WHAT THE TASK ASKS. Below are the entries. Transcribe exactly the lines from the one with "and request routing." through the one with "0 is reserved", ends included, and leave out all others.

TASK INPUTS.
"""

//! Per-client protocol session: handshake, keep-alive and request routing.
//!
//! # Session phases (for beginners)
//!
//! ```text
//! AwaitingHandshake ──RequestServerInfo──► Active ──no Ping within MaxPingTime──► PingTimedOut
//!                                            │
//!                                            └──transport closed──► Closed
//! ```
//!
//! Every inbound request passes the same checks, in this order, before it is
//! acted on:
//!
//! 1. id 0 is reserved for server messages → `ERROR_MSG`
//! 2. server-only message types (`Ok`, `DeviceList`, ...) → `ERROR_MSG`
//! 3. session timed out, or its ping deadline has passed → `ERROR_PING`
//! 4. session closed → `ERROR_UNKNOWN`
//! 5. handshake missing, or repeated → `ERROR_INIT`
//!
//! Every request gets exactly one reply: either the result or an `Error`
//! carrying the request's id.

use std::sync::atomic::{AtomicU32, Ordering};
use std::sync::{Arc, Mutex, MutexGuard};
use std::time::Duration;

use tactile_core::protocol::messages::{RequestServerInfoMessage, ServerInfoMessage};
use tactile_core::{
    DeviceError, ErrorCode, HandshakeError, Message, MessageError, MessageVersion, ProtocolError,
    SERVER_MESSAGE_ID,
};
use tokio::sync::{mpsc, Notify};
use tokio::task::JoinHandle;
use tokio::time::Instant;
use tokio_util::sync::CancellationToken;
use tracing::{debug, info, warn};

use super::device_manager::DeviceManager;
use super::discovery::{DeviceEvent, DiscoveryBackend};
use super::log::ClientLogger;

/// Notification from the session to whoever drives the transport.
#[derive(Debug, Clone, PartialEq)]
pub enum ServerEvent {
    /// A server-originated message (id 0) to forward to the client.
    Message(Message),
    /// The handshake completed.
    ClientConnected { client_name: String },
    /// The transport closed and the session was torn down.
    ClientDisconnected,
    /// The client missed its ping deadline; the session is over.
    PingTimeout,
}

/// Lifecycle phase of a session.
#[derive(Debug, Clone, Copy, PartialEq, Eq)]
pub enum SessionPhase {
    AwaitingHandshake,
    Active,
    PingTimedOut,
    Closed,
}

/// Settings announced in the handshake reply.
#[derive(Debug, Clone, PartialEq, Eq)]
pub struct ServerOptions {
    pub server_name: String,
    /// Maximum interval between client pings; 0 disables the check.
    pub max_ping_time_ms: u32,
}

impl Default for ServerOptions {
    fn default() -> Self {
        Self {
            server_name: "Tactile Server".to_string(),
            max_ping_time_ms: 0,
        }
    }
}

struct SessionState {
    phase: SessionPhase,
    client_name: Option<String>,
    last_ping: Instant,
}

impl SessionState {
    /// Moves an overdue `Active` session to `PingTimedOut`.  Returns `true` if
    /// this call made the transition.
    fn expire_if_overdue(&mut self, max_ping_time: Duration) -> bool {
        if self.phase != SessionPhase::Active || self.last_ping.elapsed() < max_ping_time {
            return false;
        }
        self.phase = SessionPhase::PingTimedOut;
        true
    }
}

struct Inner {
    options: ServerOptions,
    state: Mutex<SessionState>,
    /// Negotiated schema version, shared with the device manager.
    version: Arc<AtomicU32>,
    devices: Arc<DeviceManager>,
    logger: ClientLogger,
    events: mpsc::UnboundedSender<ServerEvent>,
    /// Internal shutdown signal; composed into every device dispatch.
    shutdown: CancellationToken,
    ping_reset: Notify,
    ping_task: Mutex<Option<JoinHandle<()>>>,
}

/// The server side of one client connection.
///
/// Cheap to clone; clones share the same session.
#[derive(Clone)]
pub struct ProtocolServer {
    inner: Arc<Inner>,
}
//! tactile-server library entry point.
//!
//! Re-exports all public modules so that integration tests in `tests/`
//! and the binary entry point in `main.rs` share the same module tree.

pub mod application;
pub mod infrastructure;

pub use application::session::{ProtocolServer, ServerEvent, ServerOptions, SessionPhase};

"""
"""

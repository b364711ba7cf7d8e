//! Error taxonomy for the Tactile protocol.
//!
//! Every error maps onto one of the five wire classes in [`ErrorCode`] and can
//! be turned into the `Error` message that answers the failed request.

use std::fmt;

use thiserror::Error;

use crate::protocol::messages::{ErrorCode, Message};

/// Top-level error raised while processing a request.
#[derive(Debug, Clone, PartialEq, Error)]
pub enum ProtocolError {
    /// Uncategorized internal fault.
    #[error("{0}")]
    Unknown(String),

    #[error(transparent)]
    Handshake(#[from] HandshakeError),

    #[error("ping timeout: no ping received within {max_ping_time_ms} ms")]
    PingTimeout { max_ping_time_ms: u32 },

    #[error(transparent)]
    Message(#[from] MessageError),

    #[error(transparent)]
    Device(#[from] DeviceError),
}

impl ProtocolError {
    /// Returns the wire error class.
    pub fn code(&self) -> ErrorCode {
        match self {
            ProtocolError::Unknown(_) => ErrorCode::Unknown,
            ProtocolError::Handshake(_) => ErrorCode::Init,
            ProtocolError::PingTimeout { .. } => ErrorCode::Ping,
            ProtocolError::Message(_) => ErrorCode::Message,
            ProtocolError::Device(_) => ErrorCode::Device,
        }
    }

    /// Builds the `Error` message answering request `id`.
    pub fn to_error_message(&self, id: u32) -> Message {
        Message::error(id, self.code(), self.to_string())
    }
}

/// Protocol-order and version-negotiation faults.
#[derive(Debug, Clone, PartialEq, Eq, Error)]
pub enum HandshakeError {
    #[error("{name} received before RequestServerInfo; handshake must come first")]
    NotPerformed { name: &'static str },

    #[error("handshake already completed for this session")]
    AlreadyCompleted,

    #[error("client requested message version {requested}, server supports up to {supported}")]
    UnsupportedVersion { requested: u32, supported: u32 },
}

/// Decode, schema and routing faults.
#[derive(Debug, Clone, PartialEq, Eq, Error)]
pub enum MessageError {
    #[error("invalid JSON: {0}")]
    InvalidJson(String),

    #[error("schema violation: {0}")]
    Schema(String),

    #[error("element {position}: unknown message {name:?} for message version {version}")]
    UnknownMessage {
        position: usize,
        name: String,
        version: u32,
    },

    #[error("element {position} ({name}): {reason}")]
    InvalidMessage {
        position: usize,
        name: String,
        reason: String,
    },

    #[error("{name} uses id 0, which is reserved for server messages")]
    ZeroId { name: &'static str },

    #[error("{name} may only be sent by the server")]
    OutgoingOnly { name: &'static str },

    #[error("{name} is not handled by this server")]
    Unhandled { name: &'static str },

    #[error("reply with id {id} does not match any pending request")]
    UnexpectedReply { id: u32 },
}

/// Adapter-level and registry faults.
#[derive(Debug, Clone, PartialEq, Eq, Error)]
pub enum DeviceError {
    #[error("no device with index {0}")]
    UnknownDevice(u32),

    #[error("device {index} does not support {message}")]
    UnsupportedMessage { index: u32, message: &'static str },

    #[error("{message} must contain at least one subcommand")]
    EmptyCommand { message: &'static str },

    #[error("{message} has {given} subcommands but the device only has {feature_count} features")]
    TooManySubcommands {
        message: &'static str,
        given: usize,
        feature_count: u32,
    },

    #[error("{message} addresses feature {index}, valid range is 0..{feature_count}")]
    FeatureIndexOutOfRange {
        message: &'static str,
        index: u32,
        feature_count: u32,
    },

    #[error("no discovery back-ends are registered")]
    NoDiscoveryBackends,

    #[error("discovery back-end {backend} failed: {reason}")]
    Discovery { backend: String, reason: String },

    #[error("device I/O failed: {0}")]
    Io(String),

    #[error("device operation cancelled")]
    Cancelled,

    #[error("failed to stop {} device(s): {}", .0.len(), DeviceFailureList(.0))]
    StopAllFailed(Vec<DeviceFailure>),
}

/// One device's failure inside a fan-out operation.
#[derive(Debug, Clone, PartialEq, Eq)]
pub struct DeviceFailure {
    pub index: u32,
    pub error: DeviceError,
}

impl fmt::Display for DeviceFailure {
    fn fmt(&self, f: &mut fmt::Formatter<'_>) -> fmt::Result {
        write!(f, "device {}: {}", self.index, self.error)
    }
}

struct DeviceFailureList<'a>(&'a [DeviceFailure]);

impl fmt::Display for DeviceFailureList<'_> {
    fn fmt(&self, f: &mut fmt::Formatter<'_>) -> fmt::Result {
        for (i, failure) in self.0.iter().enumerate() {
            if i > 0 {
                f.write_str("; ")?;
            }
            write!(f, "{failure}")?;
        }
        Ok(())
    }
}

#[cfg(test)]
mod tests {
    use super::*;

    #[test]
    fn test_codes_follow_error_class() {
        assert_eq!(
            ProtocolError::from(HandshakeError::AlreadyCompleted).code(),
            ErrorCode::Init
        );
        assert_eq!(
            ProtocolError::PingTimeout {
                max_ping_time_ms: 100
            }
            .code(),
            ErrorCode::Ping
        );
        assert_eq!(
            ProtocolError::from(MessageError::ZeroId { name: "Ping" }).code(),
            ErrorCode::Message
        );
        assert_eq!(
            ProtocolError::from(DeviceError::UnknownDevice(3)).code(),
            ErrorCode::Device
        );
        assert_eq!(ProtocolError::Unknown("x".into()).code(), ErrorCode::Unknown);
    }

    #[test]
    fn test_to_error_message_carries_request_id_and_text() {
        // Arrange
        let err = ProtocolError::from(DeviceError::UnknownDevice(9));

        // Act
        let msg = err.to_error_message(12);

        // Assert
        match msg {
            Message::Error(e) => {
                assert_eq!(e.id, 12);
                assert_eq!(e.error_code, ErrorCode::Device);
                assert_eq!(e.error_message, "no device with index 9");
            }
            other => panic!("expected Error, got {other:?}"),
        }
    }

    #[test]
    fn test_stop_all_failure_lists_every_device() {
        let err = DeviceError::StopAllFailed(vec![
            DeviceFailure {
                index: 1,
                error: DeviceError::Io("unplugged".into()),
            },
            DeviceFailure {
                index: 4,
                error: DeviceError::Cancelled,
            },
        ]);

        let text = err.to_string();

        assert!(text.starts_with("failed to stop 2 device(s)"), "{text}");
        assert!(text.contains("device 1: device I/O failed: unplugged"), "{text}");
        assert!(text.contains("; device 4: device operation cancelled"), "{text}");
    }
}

"""

OUTPUT.
//! Per-client protocol session: handshake, keep-alive and request routing.
//!
//! # Session phases (for beginners)
//!
//! ```text
//! AwaitingHandshake ──RequestServerInfo──► Active ──no Ping within MaxPingTime──► PingTimedOut
//!                                            │
//!                                            └──transport closed──► Closed
//! ```
//!
//! Every inbound request passes the same checks, in this order, before it is
//! acted on:
//!
//! 1. id 0 is reserved for server messages → `ERROR_MSG`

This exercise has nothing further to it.